We then validated the milking-session and daily-yield models using an analysis of the model’s standardized residuals, which were normally distributed and uncorrelated, meeting statistical assumptions. Normality was tested using a Kolmogorov-Smirnov (KS) test. A Box-Pierce77 test was used to confirm that the residuals were not auto-correlated. The results were visualised by plotting the empirical cumulative distribution function (R function ecdf) and estimates of the partial autocorrelation function (R function pacf), respectively.
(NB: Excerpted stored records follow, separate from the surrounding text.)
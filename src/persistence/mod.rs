//! Supervisor directory and match history stores

pub mod directory;
pub mod history;

pub use directory::{JsonSupervisorDirectory, SupervisorDirectory};
pub use history::{InMemoryHistory, JsonlHistorySink, MatchHistorySink};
We validated the models for session-specific means and variances by simulating different sets of milking-session observations while accounting for the different conditional elements included in the variance model. We obtained a large number of simulated datasets (n = 1,000), which allowed us to estimate session-specific means and total variances. Strong correlations between the estimates obtained from the models and the simulations for the means, total variances, and 95% confidence intervals helped validate the model structure used to arrive at the values of those statistics. Taken together, the simulated datasets obtained for the full lactation period allowed us to confirm the robustness of the milking-session and daily-yield models (see Supplementary Figs 2 and 3).
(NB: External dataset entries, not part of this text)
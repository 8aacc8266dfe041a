//! Static keyword taxonomies compiled into Aho-Corasick automata

use crate::error::{MatcherError, Result};
use aho_corasick::{AhoCorasick, MatchKind};

/// Category name paired with its ordered keyword list.
pub type TaxonomyTable = &'static [(&'static str, &'static [&'static str])];

pub const TECHNICAL_SKILLS: TaxonomyTable = &[
    ("programming", &["python", "java", "c++", "r", "matlab"]),
    ("machine_learning", &["tensorflow", "pytorch", "scikit-learn", "keras"]),
    ("data_analysis", &["pandas", "numpy", "data mining", "statistical analysis"]),
    ("cloud", &["aws", "azure", "google cloud", "cloud computing"]),
];

pub const RESEARCH_METHODOLOGIES: TaxonomyTable = &[
    ("quantitative", &["statistical analysis", "empirical study", "quantitative methods"]),
    ("qualitative", &["qualitative analysis", "case study", "ethnography"]),
    ("mixed_methods", &["mixed methods", "triangulation", "multi-method"]),
    ("experimental", &["experimental design", "controlled study", "randomized trial"]),
];

/// A keyword that occurs somewhere in a scanned text.
#[derive(Debug, Clone, Copy, PartialEq, Eq)]
pub struct TaxonomyHit {
    pub category_index: usize,
    pub category: &'static str,
    pub keyword: &'static str,
}

/// Immutable lookup over one taxonomy table.
///
/// Matching is literal substring containment, case-insensitive, with
/// overlapping occurrences reported, so a short keyword such as `r` is found
/// inside longer words exactly as a plain `contains` check would find it.
pub struct KeywordTaxonomy {
    table: TaxonomyTable,
    automaton: AhoCorasick,
    pattern_owner: Vec<(usize, &'static str)>,
}

impl KeywordTaxonomy {
    pub fn new(table: TaxonomyTable) -> Result<Self> {
        let mut patterns = Vec::new();
        let mut pattern_owner = Vec::new();
        for (category_index, (_, keywords)) in table.iter().enumerate() {
            for keyword in keywords.iter() {
                patterns.push(*keyword);
                pattern_owner.push((category_index, *keyword));
            }
        }

        let automaton = AhoCorasick::builder()
            .ascii_case_insensitive(true)
            .match_kind(MatchKind::Standard)
            .build(&patterns)
            .map_err(|e| {
                MatcherError::ResourceInitialization(format!("Failed to build keyword taxonomy: {}", e))
            })?;

        Ok(Self {
            table,
            automaton,
            pattern_owner,
        })
    }

    /// Every distinct keyword present in `text`, in taxonomy order.
    pub fn scan(&self, text: &str) -> Vec<TaxonomyHit> {
        let lowered = text.to_lowercase();
        let mut seen = vec![false; self.pattern_owner.len()];
        for mat in self.automaton.find_overlapping_iter(&lowered) {
            seen[mat.pattern().as_usize()] = true;
        }

        seen.iter()
            .enumerate()
            .filter(|(_, found)| **found)
            .map(|(pattern_id, _)| {
                let (category_index, keyword) = self.pattern_owner[pattern_id];
                TaxonomyHit {
                    category_index,
                    category: self.table[category_index].0,
                    keyword,
                }
            })
            .collect()
    }

    pub fn categories(&self) -> impl Iterator<Item = &'static str> + '_ {
        self.table.iter().map(|(name, _)| *name)
    }

    pub fn keyword_count(&self) -> usize {
        self.pattern_owner.len()
    }
}

#[cfg(test)]
mod tests {
    use super::*;

    #[test]
    fn test_overlapping_substrings_are_all_reported() {
        let taxonomy = KeywordTaxonomy::new(TECHNICAL_SKILLS).unwrap();
        let hits = taxonomy.scan("Cloud Computing on Google Cloud");
        let keywords: Vec<_> = hits.iter().map(|h| h.keyword).collect();

        assert!(keywords.contains(&"google cloud"));
        assert!(keywords.contains(&"cloud computing"));
        assert!(!keywords.contains(&"r"));
    }

    #[test]
    fn test_single_letter_keyword_is_substring_match() {
        let taxonomy = KeywordTaxonomy::new(TECHNICAL_SKILLS).unwrap();
        let hits = taxonomy.scan("PyTorch");

        assert!(hits.iter().any(|h| h.keyword == "pytorch"));
        assert!(hits.iter().any(|h| h.keyword == "r" && h.category == "programming"));
    }

    #[test]
    fn test_hits_follow_taxonomy_order() {
        let taxonomy = KeywordTaxonomy::new(RESEARCH_METHODOLOGIES).unwrap();
        let hits = taxonomy.scan("a randomized trial then a case study");
        let categories: Vec<_> = hits.iter().map(|h| h.category).collect();

        assert_eq!(categories, vec!["qualitative", "experimental"]);
        assert_eq!(taxonomy.keyword_count(), 12);
    }
}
We determined the variance due to the parameter estimators by integrating the estimator variance-covariance matrix into the simulations. Over the lactation period, the variance associated with estimator precision represented 4% of the total estimated variance. We found that, for the first milking sessions, the greatest influence was wielded by the parameter estimating the duration δ between the beginning of lactation and the first milking session.

A pilot simulation program was developed to help visualise the influence of the milk-yield model’s four main parameters — λ A , λ R , PL max , and π — on the mean and variance models and on the principal criteria for model validation. It uses the R packages tcltk and tkrplot (see Supplementary Fig. 6).

Data Availability

The data are available in a ZIP file (4.28 MB), “ModelPL-SR-PG-20170425”, which is located in an INRA repository at the permanent web address: “http://epia.clermont.inra.fr/plsrpg”. In exchange for access to the file, we simply request that the interested party provide his or her email. The following information is included in the ZIP file. (1) The lactation data that was analysed in this manuscript and lactation data for two other dairy cattle species—the Holstein and the Montbéliarde. They are located in the “Data” directory; data on different lactation ranks (two to six) are also included. This information can be used to illustrate how the model can be generalised. (2) The numerical results and graphs in pdf format are located in the “GraphPDF” directory. (3) The R scripts we used are in the “ProgR” directory. They include the scripts for model parameter estimation, the simulation integrating random parameter variability, the automatic output of numerical results and graphs in pdf format, and the running of the pilot simulation. (4) In the latter directory, there is also a general script, “ScriptRgeneral.txt”, for implementing the other scripts in a logical order. We chose to leave all the scripts in R so that they are easy to read and evaluate if one has a basic understanding of the R language. All of the functions described above will ultimately be grouped into an R package once they have been optimized and once estimation procedures have been written in C. An example library for the Windows OS is included in “ProgC” directory.